Accordingly, efforts have been made to automate annotation as far as possible to overcome the drawbacks of manual annotation. Regarding lidar or radar data, these approaches are often based on rasterizing the respective point clouds to a discrete grid pattern and assign the most frequent point label within a bin to the corresponding bin. However, these approaches are limited due to the nature of the input data (e.g., sparsity issues). Corresponding approaches which try to overcome these issues (e.g., using lidar data to train dense 2D grid maps from the sparse lidar input cloud) oftentimes introduce wrong labels, caused by the model predicting missing data. Given the safety requirements in scenarios such as autonomous driving, deploying such biased models is not applicable.
The background description provided here is for the purpose of generally presenting the context of the disclosure. Work of the presently named inventors, to the extent it is described in this background section, as well as aspects of the description that may not otherwise qualify as prior art at the time of filing, are neither expressly nor impliedly admitted as prior art against the present disclosure.

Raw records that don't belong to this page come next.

mod camera;
mod grid;
mod texture;

pub use camera::CameraPose;

pub use grid::{Cell, EMPTY, Grid, MapError};

pub use texture::{
    ALPHA_MASK, NO_TEXTURE, Texture, TextureBank, TextureError, TextureId, shade,
};
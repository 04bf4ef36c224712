use bitflags::bitflags;

/// One frame's worth of player intent, decoupled from the window system.
#[derive(Clone, Copy, Debug, Default, PartialEq)]
pub struct InputCmd {
    pub forward: f64,         // –1 … +1  (back / forward)
    pub turn: f64,            // –1 … +1  (right / left)
    pub fire: bool,           // trigger edge this frame
    pub toggle_minimap: bool, // edge
    pub toggle_rain: bool,    // edge
    pub quit: bool,
}

bitflags! {
    /// Decorative layers drawn on top of the 3-D view.
    #[derive(Clone, Copy, Debug, PartialEq, Eq)]
    pub struct Overlays: u8 {
        const MINIMAP = 0b01;
        const RAIN    = 0b10;
    }
}

impl Default for Overlays {
    /// Minimap on, rain off.
    fn default() -> Self {
        Overlays::MINIMAP
    }
}
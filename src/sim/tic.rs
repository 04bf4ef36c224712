use std::time::Duration;

use super::{AudioSink, InputCmd, Overlays, Rain, Sound, WeaponState, WeaponStateMachine};
use crate::{
    config::Config,
    engine::{ColumnHit, Screen, project_into},
    renderer::{Renderer, RendererExt, assets::SKY},
    world::{CameraPose, Grid, TextureBank},
};

/// Owns the map and every piece of mutable game state, and drives one
/// frame at a time: input → weapon → raycast → present.
pub struct Game {
    grid: Grid,
    pose: CameraPose,
    weapon: WeaponStateMachine,
    overlays: Overlays,
    rain: Rain,
    move_speed: f64,
    rot_speed: f64,
    minimap_scale: usize,
    running: bool,
    theme_started: bool,
    /// per-column scratch reused across frames
    columns: Vec<Option<ColumnHit>>,
}

impl Game {
    pub fn new(grid: Grid, cfg: &Config) -> Self {
        let pose = cfg.start_pose();
        let (cx, cy) = pose.cell();
        if !grid.is_walkable(cx, cy) {
            tracing::warn!(x = cx, y = cy, "start position is not on an empty cell");
        }
        Self {
            grid,
            pose,
            weapon: WeaponStateMachine::new(cfg.fire_cooldown),
            overlays: Overlays::default(),
            rain: Rain::new(cfg.raindrops, cfg.screen_w, cfg.screen_h, cfg.rain_seed),
            move_speed: cfg.move_speed,
            rot_speed: cfg.rot_speed,
            minimap_scale: cfg.minimap_scale,
            running: true,
            theme_started: false,
            columns: Vec::with_capacity(cfg.screen_w),
        }
    }

    #[inline]
    pub fn grid(&self) -> &Grid {
        &self.grid
    }

    #[inline]
    pub fn pose(&self) -> &CameraPose {
        &self.pose
    }

    #[inline]
    pub fn weapon(&self) -> WeaponState {
        self.weapon.current_pose()
    }

    #[inline]
    pub fn overlays(&self) -> Overlays {
        self.overlays
    }

    #[inline]
    pub fn running(&self) -> bool {
        self.running
    }

    /// Apply one frame of input at monotonic time `now`.
    /// The first call also starts the theme track.
    pub fn update<A: AudioSink>(&mut self, cmd: &InputCmd, now: Duration, audio: &mut A) {
        if !self.theme_started {
            audio.play(Sound::Theme);
            self.theme_started = true;
        }
        if cmd.quit {
            self.running = false;
        }
        if cmd.toggle_minimap {
            self.overlays.toggle(Overlays::MINIMAP);
        }
        if cmd.toggle_rain {
            self.overlays.toggle(Overlays::RAIN);
        }

        if cmd.forward != 0.0 {
            self.pose.try_move(&self.grid, cmd.forward * self.move_speed);
        }
        if cmd.turn != 0.0 {
            self.pose.rotate(cmd.turn * self.rot_speed);
        }

        if cmd.fire {
            if let Some(sound) = self.weapon.fire_triggered(now) {
                audio.play(sound);
            }
        }
        self.weapon.tick(now);
    }

    /// Raycast the current view and draw the whole frame.
    pub fn render<R: Renderer>(&mut self, r: &mut R, bank: &TextureBank, screen: &Screen) {
        project_into(&self.grid, screen, &self.pose, &mut self.columns);

        r.begin_frame(screen.w, screen.h);
        r.draw_sky(bank.by_name_or_missing(SKY));
        r.draw_walls(&self.columns, bank);

        if self.overlays.contains(Overlays::MINIMAP) {
            r.draw_minimap(&self.grid, &self.pose, self.minimap_scale);
        }
        r.draw_weapon(self.weapon.current_pose(), bank, screen);
        if self.overlays.contains(Overlays::RAIN) {
            r.draw_rain(&self.rain);
            self.rain.step();
        }
    }
}
//! Runtime settings.  `Default` reproduces the reference setup; the
//! binary overrides fields from the command line.

use std::{path::PathBuf, time::Duration};

use glam::{DVec2, dvec2};

use crate::world::CameraPose;

#[derive(Clone, Debug, PartialEq)]
pub struct Config {
    pub screen_w: usize,
    pub screen_h: usize,
    pub map_path: PathBuf,
    pub map_w: usize,
    pub map_h: usize,
    /// Cells per frame.
    pub move_speed: f64,
    /// Radians per frame.
    pub rot_speed: f64,
    pub fire_cooldown: Duration,
    pub target_fps: usize,
    pub raindrops: usize,
    pub rain_seed: u64,
    /// Pixels per map cell on the minimap.
    pub minimap_scale: usize,
    pub start_pos: DVec2,
    pub start_dir: DVec2,
    pub start_plane: DVec2,
}

impl Default for Config {
    fn default() -> Self {
        Self {
            screen_w: 640,
            screen_h: 480,
            map_path: PathBuf::from("resources/map.txt"),
            map_w: 24,
            map_h: 24,
            move_speed: 0.06,
            rot_speed: 0.03,
            fire_cooldown: Duration::from_millis(300),
            target_fps: 60,
            raindrops: 100,
            rain_seed: 0x5EED,
            minimap_scale: 5,
            start_pos: dvec2(22.0, 12.0),
            start_dir: dvec2(-1.0, 0.0),
            start_plane: dvec2(0.0, 0.66),
        }
    }
}

impl Config {
    pub fn start_pose(&self) -> CameraPose {
        CameraPose::new(self.start_pos, self.start_dir, self.start_plane)
    }
}
//! First-person raycaster in a window.
//!
//! Controls  W/S/↑/↓ = forward/back  A/D/←/→ = turn  Space = fire
//!           M = minimap  R = rain  Esc = quit
//!
//! ```bash
//! RUST_LOG=info cargo run --release -- --map resources/map.txt
//! ```

use std::{
    path::PathBuf,
    time::{Duration, Instant},
};

use anyhow::Context;
use clap::Parser;
use minifb::{Key, KeyRepeat, Window, WindowOptions};

use raycaster_rs::{
    config::Config,
    engine::Screen,
    renderer::{Renderer, Software, assets::builtin_bank},
    sim::{Game, InputCmd, LogAudio},
    world::Grid,
};

#[derive(Parser, Debug)]
#[command(name = "raycast_sw", about = "Software raycaster over a tile map")]
struct Args {
    /// Map file: whitespace separated integers, row-major
    #[arg(long, default_value = "resources/map.txt")]
    map: PathBuf,
    /// Map width in cells
    #[arg(long, default_value_t = 24)]
    map_width: usize,
    /// Map height in cells
    #[arg(long, default_value_t = 24)]
    map_height: usize,
    /// Window width in pixels
    #[arg(long, default_value_t = 640)]
    width: usize,
    /// Window height in pixels
    #[arg(long, default_value_t = 480)]
    height: usize,
    /// Milliseconds between a shot and the recoil frame
    #[arg(long, default_value_t = 300)]
    cooldown_ms: u64,
    /// Frame-rate cap
    #[arg(long, default_value_t = 60)]
    fps: usize,
}

impl Args {
    fn into_config(self) -> Config {
        Config {
            screen_w: self.width,
            screen_h: self.height,
            map_path: self.map,
            map_w: self.map_width,
            map_h: self.map_height,
            fire_cooldown: Duration::from_millis(self.cooldown_ms),
            target_fps: self.fps,
            ..Config::default()
        }
    }
}

fn main() -> anyhow::Result<()> {
    tracing_subscriber::fmt()
        .with_env_filter(tracing_subscriber::filter::EnvFilter::from_default_env())
        .init();

    let cfg = Args::parse().into_config();
    anyhow::ensure!(
        cfg.screen_w > 0 && cfg.screen_h > 0,
        "screen size must be non-zero"
    );

    let grid = Grid::from_file(&cfg.map_path, cfg.map_w, cfg.map_h)
        .with_context(|| format!("loading map {}", cfg.map_path.display()))?;
    let bank = builtin_bank().context("building textures")?;

    let screen = Screen::new(cfg.screen_w, cfg.screen_h);
    let mut game = Game::new(grid, &cfg);
    let mut renderer = Software::default();
    let mut audio = LogAudio;

    let mut win = Window::new(
        "Raycaster",
        screen.w,
        screen.h,
        WindowOptions::default(),
    )?;
    win.set_target_fps(cfg.target_fps);

    // ────────────────── benchmarking state ──────────────────────────────
    let start = Instant::now();
    let mut acc_time = Duration::ZERO;
    let mut acc_frames = 0usize;
    let mut last_print = Instant::now();

    while win.is_open() && game.running() {
        let t0 = Instant::now();

        /* --------------- build one InputCmd per frame --------------------- */
        let mut cmd = InputCmd::default();
        if win.is_key_down(Key::Up) || win.is_key_down(Key::W) {
            cmd.forward += 1.0;
        }
        if win.is_key_down(Key::Down) || win.is_key_down(Key::S) {
            cmd.forward -= 1.0;
        }
        if win.is_key_down(Key::Left) || win.is_key_down(Key::A) {
            cmd.turn += 1.0;
        }
        if win.is_key_down(Key::Right) || win.is_key_down(Key::D) {
            cmd.turn -= 1.0;
        }
        cmd.fire = win.is_key_pressed(Key::Space, KeyRepeat::No); // edge-trigger
        cmd.toggle_minimap = win.is_key_pressed(Key::M, KeyRepeat::No);
        cmd.toggle_rain = win.is_key_pressed(Key::R, KeyRepeat::No);
        cmd.quit = win.is_key_down(Key::Escape);

        game.update(&cmd, start.elapsed(), &mut audio);

        /* draw */
        game.render(&mut renderer, &bank, &screen);
        let mut present = Ok(());
        renderer.end_frame(|fb, w, h| present = win.update_with_buffer(fb, w, h));
        present.context("presenting frame")?;

        // ─────────── accumulate & report every ~3 s ────────────────────
        acc_time += t0.elapsed();
        acc_frames += 1;
        if last_print.elapsed() >= Duration::from_secs(3) {
            let avg_ms = acc_time.as_secs_f64() * 1000.0 / acc_frames as f64;
            tracing::info!("avg frame: {:.2} ms  ({:.1} FPS)", avg_ms, 1000.0 / avg_ms);
            acc_time = Duration::ZERO;
            acc_frames = 0;
            last_print = Instant::now();
        }
    }
    Ok(())
}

Against this background, an object of the present invention is to provide a data structure allowing efficient training of semantic segmentation models (e.g., with respect to computational effort, solving sparsity issues of input data etc.).
Aspects of the present disclosure are set out in the accompanying independent and dependent claims. Combinations of features from the dependent claims may be combined with features of the independent claims as appropriate and not merely as explicitly set out in the claims.
An aspect of the present invention relates to a computer-implemented method for creating a data sample for training semantic segmentation models. The models may be usable in a vehicle assistance system. The method may comprise obtaining a first point cloud representing a surrounding of a vehicle at a first point in time and a second point cloud representing the surrounding of the vehicle at a second point in time; joining the first and second point cloud to obtain a global point cloud representing the surrounding of the vehicle over a duration of the first point in time and the second point in time; creating a representation of the surrounding based on the global point cloud; extracting from the representation a semantic map and one or more elevation maps; and providing the semantic map and the one or more elevation maps as the data sample.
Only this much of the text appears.